EXERCISE DESCRIPTION =
Return every line of the data below word for word, including the punctuation.

Stored dataset items:
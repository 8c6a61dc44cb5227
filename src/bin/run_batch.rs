//! Run every scenario of a CSV file and write one summary row per scenario
//!
//! Usage: cargo run --bin run_batch -- --input data/scenarios.csv --output batch_summary.csv

use anyhow::{Context, Result};
use clap::Parser;
use housing_sim::params::{load_scenarios, loader::DEFAULT_SCENARIOS_PATH};
use housing_sim::{ScenarioRunner, Strategy};
use serde::Serialize;
use std::path::PathBuf;
use std::time::Instant;

#[derive(Debug, Parser)]
#[command(about = "Simulate a batch of housing scenarios in parallel")]
struct Args {
    /// Scenario CSV file
    #[arg(long, default_value = DEFAULT_SCENARIOS_PATH)]
    input: PathBuf,

    /// Summary CSV to write
    #[arg(long, default_value = "batch_summary.csv")]
    output: PathBuf,
}

/// One output line; IRRs in percent, empty when undefined
#[derive(Debug, Serialize)]
struct BatchRow {
    scenario: String,
    horizon_years: u32,
    reference_effort: Option<f64>,
    irr_purchase_pct: Option<f64>,
    irr_rent_invest_pct: Option<f64>,
    irr_rental_pct: Option<f64>,
    net_worth_purchase: f64,
    net_worth_rent_invest: f64,
    net_worth_rental: f64,
    error: Option<String>,
}

impl BatchRow {
    fn failed(scenario: String, error: String) -> Self {
        Self {
            scenario,
            horizon_years: 0,
            reference_effort: None,
            irr_purchase_pct: None,
            irr_rent_invest_pct: None,
            irr_rental_pct: None,
            net_worth_purchase: 0.0,
            net_worth_rent_invest: 0.0,
            net_worth_rental: 0.0,
            error: Some(error),
        }
    }
}

fn main() -> Result<()> {
    env_logger::init();
    let args = Args::parse();

    let start = Instant::now();
    let scenarios = load_scenarios(&args.input)
        .with_context(|| format!("loading scenarios from {}", args.input.display()))?;
    println!("Loaded {} scenarios in {:?}", scenarios.len(), start.elapsed());

    let results = ScenarioRunner::new().run_batch(&scenarios);
    println!("Simulations complete in {:?}", start.elapsed());

    let mut writer = csv::Writer::from_path(&args.output)
        .with_context(|| format!("creating {}", args.output.display()))?;

    let mut failures = 0;
    for (name, result) in results {
        let row = match result {
            Ok(result) => {
                let irr = |s: Strategy| result.outcome(s).and_then(|o| o.irr).map(|r| r * 100.0);
                let net_worth =
                    |s: Strategy| result.outcome(s).map(|o| o.terminal_net_worth).unwrap_or(0.0);
                BatchRow {
                    scenario: name,
                    horizon_years: result.horizon_years,
                    reference_effort: result.reference_effort,
                    irr_purchase_pct: irr(Strategy::Purchase),
                    irr_rent_invest_pct: irr(Strategy::RentAndInvest),
                    irr_rental_pct: irr(Strategy::RentPlusRental),
                    net_worth_purchase: net_worth(Strategy::Purchase),
                    net_worth_rent_invest: net_worth(Strategy::RentAndInvest),
                    net_worth_rental: net_worth(Strategy::RentPlusRental),
                    error: None,
                }
            }
            Err(e) => {
                failures += 1;
                log::warn!("Scenario {} failed: {}", name, e);
                BatchRow::failed(name, e.to_string())
            }
        };
        writer.serialize(row)?;
    }
    writer.flush()?;

    println!("Results written to: {}", args.output.display());
    if failures > 0 {
        println!("{} scenario(s) failed validation", failures);
    }

    Ok(())
}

THE ANSWER =
repository 8c6a61dc44cb5227
filename src/bin/run_batch.rs
//! Run every scenario of a CSV file and write one summary row per scenario
//!
//! Usage: cargo run --bin run_batch -- --input data/scenarios.csv --output batch_summary.csv

use anyhow::{Context, Result};
use clap::Parser;
use housing_sim::params::{load_scenarios, loader::DEFAULT_SCENARIOS_PATH};
use housing_sim::{ScenarioRunner, Strategy};
use serde::Serialize;
use std::path::PathBuf;
use std::time::Instant;

#[derive(Debug, Parser)]
#[command(about = "Simulate a batch of housing scenarios in parallel")]
struct Args {
    /// Scenario CSV file
    #[arg(long, default_value = DEFAULT_SCENARIOS_PATH)]
    input: PathBuf,

    /// Summary CSV to write
    #[arg(long, default_value = "batch_summary.csv")]
    output: PathBuf,
}

/// One output line; IRRs in percent, empty when undefined
#[derive(Debug, Serialize)]
struct BatchRow {
    scenario: String,
    horizon_years: u32,
    reference_effort: Option<f64>,
    irr_purchase_pct: Option<f64>,
    irr_rent_invest_pct: Option<f64>,
    irr_rental_pct: Option<f64>,
    net_worth_purchase: f64,
    net_worth_rent_invest: f64,
    net_worth_rental: f64,
    error: Option<String>,
}

impl BatchRow {
    fn failed(scenario: String, error: String) -> Self {
        Self {
            scenario,
            horizon_years: 0,
            reference_effort: None,
            irr_purchase_pct: None,
            irr_rent_invest_pct: None,
            irr_rental_pct: None,
            net_worth_purchase: 0.0,
            net_worth_rent_invest: 0.0,
            net_worth_rental: 0.0,
            error: Some(error),
        }
    }
}

fn main() -> Result<()> {
    env_logger::init();
    let args = Args::parse();

    let start = Instant::now();
    let scenarios = load_scenarios(&args.input)
        .with_context(|| format!("loading scenarios from {}", args.input.display()))?;
    println!("Loaded {} scenarios in {:?}", scenarios.len(), start.elapsed());

    let results = ScenarioRunner::new().run_batch(&scenarios);
    println!("Simulations complete in {:?}", start.elapsed());

    let mut writer = csv::Writer::from_path(&args.output)
        .with_context(|| format!("creating {}", args.output.display()))?;

    let mut failures = 0;
    for (name, result) in results {
        let row = match result {
            Ok(result) => {
                let irr = |s: Strategy| result.outcome(s).and_then(|o| o.irr).map(|r| r * 100.0);
                let net_worth =
                    |s: Strategy| result.outcome(s).map(|o| o.terminal_net_worth).unwrap_or(0.0);
                BatchRow {
                    scenario: name,
                    horizon_years: result.horizon_years,
                    reference_effort: result.reference_effort,
                    irr_purchase_pct: irr(Strategy::Purchase),
                    irr_rent_invest_pct: irr(Strategy::RentAndInvest),
                    irr_rental_pct: irr(Strategy::RentPlusRental),
                    net_worth_purchase: net_worth(Strategy::Purchase),
                    net_worth_rent_invest: net_worth(Strategy::RentAndInvest),
                    net_worth_rental: net_worth(Strategy::RentPlusRental),
                    error: None,
                }
            }
            Err(e) => {
                failures += 1;
                log::warn!("Scenario {} failed: {}", name, e);
                BatchRow::failed(name, e.to_string())
            }
        };
        writer.serialize(row)?;
    }
    writer.flush()?;

    println!("Results written to: {}", args.output.display());
    if failures > 0 {
        println!("{} scenario(s) failed validation", failures);
    }

    Ok(())
}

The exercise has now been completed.